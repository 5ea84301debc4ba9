//! HTTPS client bound to a client certificate.
//!
//! Every request presents the configured identity and verifies the server
//! certificate against the built-in roots plus any extra trust anchors.
//! There is no way to switch server verification off.

use std::fmt;

use reqwest::header::{CONTENT_TYPE, HeaderMap, HeaderValue};
use reqwest::{Client, Method};
use serde_json::Value;
use tracing::debug;
use url::Url;

use super::cert_manager::{build_identity, load_ca_certs};
use crate::credential::Credential;
use crate::{Error, Result};

/// Content type sent unless the caller overrides it.
pub const DEFAULT_CONTENT_TYPE: &str = "application/json; charset=utf-8";

/// Raw upstream response. The body is handed back unparsed.
#[derive(Debug, Clone)]
pub struct GatewayResponse {
    /// HTTP status code
    pub status: u16,
    /// Response headers
    pub headers: HeaderMap,
    /// Full response body
    pub body: String,
}

impl GatewayResponse {
    /// Whether the status is 2xx
    pub fn is_success(&self) -> bool {
        (200..300).contains(&self.status)
    }

    /// Turn a non-2xx response into [`Error::Upstream`].
    pub fn error_for_status(self) -> Result<Self> {
        if self.is_success() {
            Ok(self)
        } else {
            Err(Error::upstream(self.status, self.body))
        }
    }

    /// Parse the body as JSON.
    pub fn json(&self) -> Result<Value> {
        Ok(serde_json::from_str(&self.body)?)
    }
}

/// Mutual-TLS HTTPS client.
#[derive(Clone)]
pub struct MutualTlsClient {
    http: Client,
}

impl fmt::Debug for MutualTlsClient {
    fn fmt(&self, f: &mut fmt::Formatter<'_>) -> fmt::Result {
        f.debug_struct("MutualTlsClient").finish_non_exhaustive()
    }
}

impl MutualTlsClient {
    /// Build a client presenting `cert`/`key` on every handshake.
    ///
    /// # Errors
    ///
    /// Returns [`Error::CredentialUnavailable`] if the material does not
    /// form a usable identity, or [`Error::Transport`] if the TLS backend
    /// cannot be initialised.
    pub fn new(cert: &Credential, key: &Credential) -> Result<Self> {
        Self::with_extra_roots(cert, key, None)
    }

    /// Like [`MutualTlsClient::new`], additionally trusting the CA
    /// certificates in `ca`.
    pub fn with_extra_roots(
        cert: &Credential,
        key: &Credential,
        ca: Option<&Credential>,
    ) -> Result<Self> {
        let identity = build_identity(cert, key)?;

        let mut builder = Client::builder()
            .identity(identity)
            .user_agent(concat!("identity-gateway/", env!("CARGO_PKG_VERSION")));

        if let Some(ca) = ca {
            for root in load_ca_certs(ca)? {
                builder = builder.add_root_certificate(root);
            }
        }

        let http = builder.build()?;

        debug!(
            cert_source = %cert.source(),
            key_source = %key.source(),
            extra_roots = ca.is_some(),
            "mTLS client built"
        );

        Ok(Self { http })
    }

    /// Issue a GET request.
    pub async fn get(&self, url: &str, headers: &HeaderMap) -> Result<GatewayResponse> {
        self.send(Method::GET, url, None, headers).await
    }

    /// Issue a POST request with a JSON body.
    pub async fn post(
        &self,
        url: &str,
        body: &Value,
        headers: &HeaderMap,
    ) -> Result<GatewayResponse> {
        self.send(Method::POST, url, Some(body), headers).await
    }

    async fn send(
        &self,
        method: Method,
        url: &str,
        body: Option<&Value>,
        headers: &HeaderMap,
    ) -> Result<GatewayResponse> {
        let url = Url::parse(url).map_err(|e| Error::Config(format!("invalid URL '{url}': {e}")))?;

        let mut request = self
            .http
            .request(method.clone(), url.clone())
            .headers(request_headers(headers));
        if let Some(body) = body {
            request = request.body(serde_json::to_vec(body)?);
        }

        let response = request.send().await?;
        let status = response.status().as_u16();
        let headers = response.headers().clone();
        let body = response.text().await?;

        debug!(
            %method,
            host = url.host_str().unwrap_or_default(),
            path = url.path(),
            status,
            body_len = body.len(),
            "Upstream responded"
        );

        Ok(GatewayResponse {
            status,
            headers,
            body,
        })
    }
}

/// Default headers with every name the caller sets replaced by all of the
/// caller's values for it.
fn request_headers(caller: &HeaderMap) -> HeaderMap {
    let mut merged = HeaderMap::new();
    merged.insert(CONTENT_TYPE, HeaderValue::from_static(DEFAULT_CONTENT_TYPE));
    for name in caller.keys() {
        merged.remove(name);
    }
    for (name, value) in caller {
        merged.append(name, value.clone());
    }
    merged
}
____________
* **About this task**
In the records above, how many lines contain the word "caller"? Say only the number.

* **Response to this exercise**
6